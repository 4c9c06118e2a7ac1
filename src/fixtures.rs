//! Materialises the fixture trees the canonical rewrite rules point at:
//! a cgroup v1 hierarchy under `/tmp/fake-cgroup`, the sysctl entries the
//! container runtimes actually read under `/tmp/fake-procsys`, and the two
//! single-file fixtures. The values only need to be plausible; nothing is
//! documented as depending on the exact numbers.

use anyhow::{Context, Result};
use std::fs;
use std::path::Path;
use tracing::debug;

const SUBSYSTEMS: &[&str] = &[
    "cpu", "cpuacct", "memory", "blkio", "devices", "freezer", "net_cls", "net_prio", "pids",
    "hugetlb",
];

const CGROUP_FILES: &[(&str, &str)] = &[
    ("cpu/cpu.shares", "1024\n"),
    ("cpu/cpu.cfs_period_us", "100000\n"),
    ("cpu/cpu.cfs_quota_us", "-1\n"),
    ("cpu/cpu.stat", "nr_periods 0\nnr_throttled 0\nthrottled_time 0\n"),
    // ~8 EiB, the kernel's spelling of "unlimited"
    ("memory/memory.limit_in_bytes", "9223372036854771712\n"),
    ("blkio/blkio.throttle.io_service_bytes", ""),
    ("blkio/blkio.throttle.io_serviced", ""),
    ("devices/devices.list", "a *:* rwm\n"),
    ("freezer/freezer.state", "THAWED\n"),
    ("net_cls/net_cls.classid", "0\n"),
    ("net_prio/net_prio.ifpriomap", ""),
    ("pids/pids.max", "max\n"),
    ("pids/pids.current", "1\n"),
];

const PROCSYS_FILES: &[(&str, &str)] = &[
    ("kernel/panic", "0\n"),
    ("kernel/panic_on_oops", "0\n"),
    ("kernel/pid_max", "4194304\n"),
    ("kernel/keys/root_maxkeys", "1000000\n"),
    ("kernel/keys/root_maxbytes", "25000000\n"),
    ("vm/panic_on_oom", "0\n"),
    ("vm/overcommit_memory", "1\n"),
];

const DISKSTATS: &str =
    "   8       0 sda 12021 287 1019168 3044 7613 10873 563712 8891 0 7340 11935 0 0 0 0 0 0\n";

/// Seed everything under `base` (normally `/tmp`).
pub fn seed_into(base: &Path) -> Result<()> {
    let cgroup = base.join("fake-cgroup");
    for &subsystem in SUBSYSTEMS {
        fs::create_dir_all(cgroup.join(subsystem))
            .with_context(|| format!("creating cgroup subsystem {subsystem}"))?;
    }
    for &(rel, content) in CGROUP_FILES {
        write_fixture(&cgroup.join(rel), content)?;
    }
    for (rel, content) in dynamic_cgroup_files() {
        write_fixture(&cgroup.join(rel), &content)?;
    }

    let procsys = base.join("fake-procsys");
    for &(rel, content) in PROCSYS_FILES {
        write_fixture(&procsys.join(rel), content)?;
    }

    write_fixture(&base.join("fake-diskstats"), DISKSTATS)?;
    write_fixture(
        &base.join("fake-cpuacct-usage-percpu"),
        &percpu_usage_line(),
    )?;

    Ok(())
}

/// Seed the default `/tmp` locations the canonical mappings use.
pub fn seed() -> Result<()> {
    seed_into(Path::new("/tmp"))
}

fn write_fixture(path: &Path, content: &str) -> Result<()> {
    if let Some(dir) = path.parent() {
        fs::create_dir_all(dir).with_context(|| format!("creating {}", dir.display()))?;
    }
    fs::write(path, content).with_context(|| format!("writing {}", path.display()))?;
    debug!(path = %path.display(), "seeded fixture");
    Ok(())
}

/// One-shot snapshots of the files the emulated cgroupfs derives from the
/// clock.
fn dynamic_cgroup_files() -> Vec<(&'static str, String)> {
    let ns = monotonic_ns();
    vec![
        ("cpuacct/cpuacct.usage", format!("{ns}\n")),
        (
            "cpuacct/cpuacct.stat",
            format!(
                "user {}\nsystem {}\n",
                ns / 2 / 10_000_000,
                ns / 4 / 10_000_000
            ),
        ),
        ("memory/memory.usage_in_bytes", "209715200\n".to_owned()),
        ("memory/memory.max_usage_in_bytes", "262144000\n".to_owned()),
        (
            "memory/memory.stat",
            "cache 0\nrss 209715200\nmapped_file 0\npgfault 0\npgmajfault 0\n".to_owned(),
        ),
    ]
}

fn percpu_usage_line() -> String {
    let per_cpu = monotonic_ns() / 4;
    format!("{per_cpu} {per_cpu} {per_cpu} {per_cpu}\n")
}

fn monotonic_ns() -> i64 {
    let mut ts = libc::timespec {
        tv_sec: 0,
        tv_nsec: 0,
    };
    unsafe {
        libc::clock_gettime(libc::CLOCK_MONOTONIC, &mut ts);
    }
    ts.tv_sec * 1_000_000_000 + ts.tv_nsec
}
★ ★ ★
Please return all of the entries shown above, exactly as they stand.

Solved exercise:
repository 4c9c06118e2a7ac1
filename src/fixtures.rs
//! Materialises the fixture trees the canonical rewrite rules point at:
//! a cgroup v1 hierarchy under `/tmp/fake-cgroup`, the sysctl entries the
//! container runtimes actually read under `/tmp/fake-procsys`, and the two
//! single-file fixtures. The values only need to be plausible; nothing is
//! documented as depending on the exact numbers.

use anyhow::{Context, Result};
use std::fs;
use std::path::Path;
use tracing::debug;

const SUBSYSTEMS: &[&str] = &[
    "cpu", "cpuacct", "memory", "blkio", "devices", "freezer", "net_cls", "net_prio", "pids",
    "hugetlb",
];

const CGROUP_FILES: &[(&str, &str)] = &[
    ("cpu/cpu.shares", "1024\n"),
    ("cpu/cpu.cfs_period_us", "100000\n"),
    ("cpu/cpu.cfs_quota_us", "-1\n"),
    ("cpu/cpu.stat", "nr_periods 0\nnr_throttled 0\nthrottled_time 0\n"),
    // ~8 EiB, the kernel's spelling of "unlimited"
    ("memory/memory.limit_in_bytes", "9223372036854771712\n"),
    ("blkio/blkio.throttle.io_service_bytes", ""),
    ("blkio/blkio.throttle.io_serviced", ""),
    ("devices/devices.list", "a *:* rwm\n"),
    ("freezer/freezer.state", "THAWED\n"),
    ("net_cls/net_cls.classid", "0\n"),
    ("net_prio/net_prio.ifpriomap", ""),
    ("pids/pids.max", "max\n"),
    ("pids/pids.current", "1\n"),
];

const PROCSYS_FILES: &[(&str, &str)] = &[
    ("kernel/panic", "0\n"),
    ("kernel/panic_on_oops", "0\n"),
    ("kernel/pid_max", "4194304\n"),
    ("kernel/keys/root_maxkeys", "1000000\n"),
    ("kernel/keys/root_maxbytes", "25000000\n"),
    ("vm/panic_on_oom", "0\n"),
    ("vm/overcommit_memory", "1\n"),
];

const DISKSTATS: &str =
    "   8       0 sda 12021 287 1019168 3044 7613 10873 563712 8891 0 7340 11935 0 0 0 0 0 0\n";

/// Seed everything under `base` (normally `/tmp`).
pub fn seed_into(base: &Path) -> Result<()> {
    let cgroup = base.join("fake-cgroup");
    for &subsystem in SUBSYSTEMS {
        fs::create_dir_all(cgroup.join(subsystem))
            .with_context(|| format!("creating cgroup subsystem {subsystem}"))?;
    }
    for &(rel, content) in CGROUP_FILES {
        write_fixture(&cgroup.join(rel), content)?;
    }
    for (rel, content) in dynamic_cgroup_files() {
        write_fixture(&cgroup.join(rel), &content)?;
    }

    let procsys = base.join("fake-procsys");
    for &(rel, content) in PROCSYS_FILES {
        write_fixture(&procsys.join(rel), content)?;
    }

    write_fixture(&base.join("fake-diskstats"), DISKSTATS)?;
    write_fixture(
        &base.join("fake-cpuacct-usage-percpu"),
        &percpu_usage_line(),
    )?;

    Ok(())
}

/// Seed the default `/tmp` locations the canonical mappings use.
pub fn seed() -> Result<()> {
    seed_into(Path::new("/tmp"))
}

fn write_fixture(path: &Path, content: &str) -> Result<()> {
    if let Some(dir) = path.parent() {
        fs::create_dir_all(dir).with_context(|| format!("creating {}", dir.display()))?;
    }
    fs::write(path, content).with_context(|| format!("writing {}", path.display()))?;
    debug!(path = %path.display(), "seeded fixture");
    Ok(())
}

/// One-shot snapshots of the files the emulated cgroupfs derives from the
/// clock.
fn dynamic_cgroup_files() -> Vec<(&'static str, String)> {
    let ns = monotonic_ns();
    vec![
        ("cpuacct/cpuacct.usage", format!("{ns}\n")),
        (
            "cpuacct/cpuacct.stat",
            format!(
                "user {}\nsystem {}\n",
                ns / 2 / 10_000_000,
                ns / 4 / 10_000_000
            ),
        ),
        ("memory/memory.usage_in_bytes", "209715200\n".to_owned()),
        ("memory/memory.max_usage_in_bytes", "262144000\n".to_owned()),
        (
            "memory/memory.stat",
            "cache 0\nrss 209715200\nmapped_file 0\npgfault 0\npgmajfault 0\n".to_owned(),
        ),
    ]
}

fn percpu_usage_line() -> String {
    let per_cpu = monotonic_ns() / 4;
    format!("{per_cpu} {per_cpu} {per_cpu} {per_cpu}\n")
}

fn monotonic_ns() -> i64 {
    let mut ts = libc::timespec {
        tv_sec: 0,
        tv_nsec: 0,
    };
    unsafe {
        libc::clock_gettime(libc::CLOCK_MONOTONIC, &mut ts);
    }
    ts.tv_sec * 1_000_000_000 + ts.tv_nsec
}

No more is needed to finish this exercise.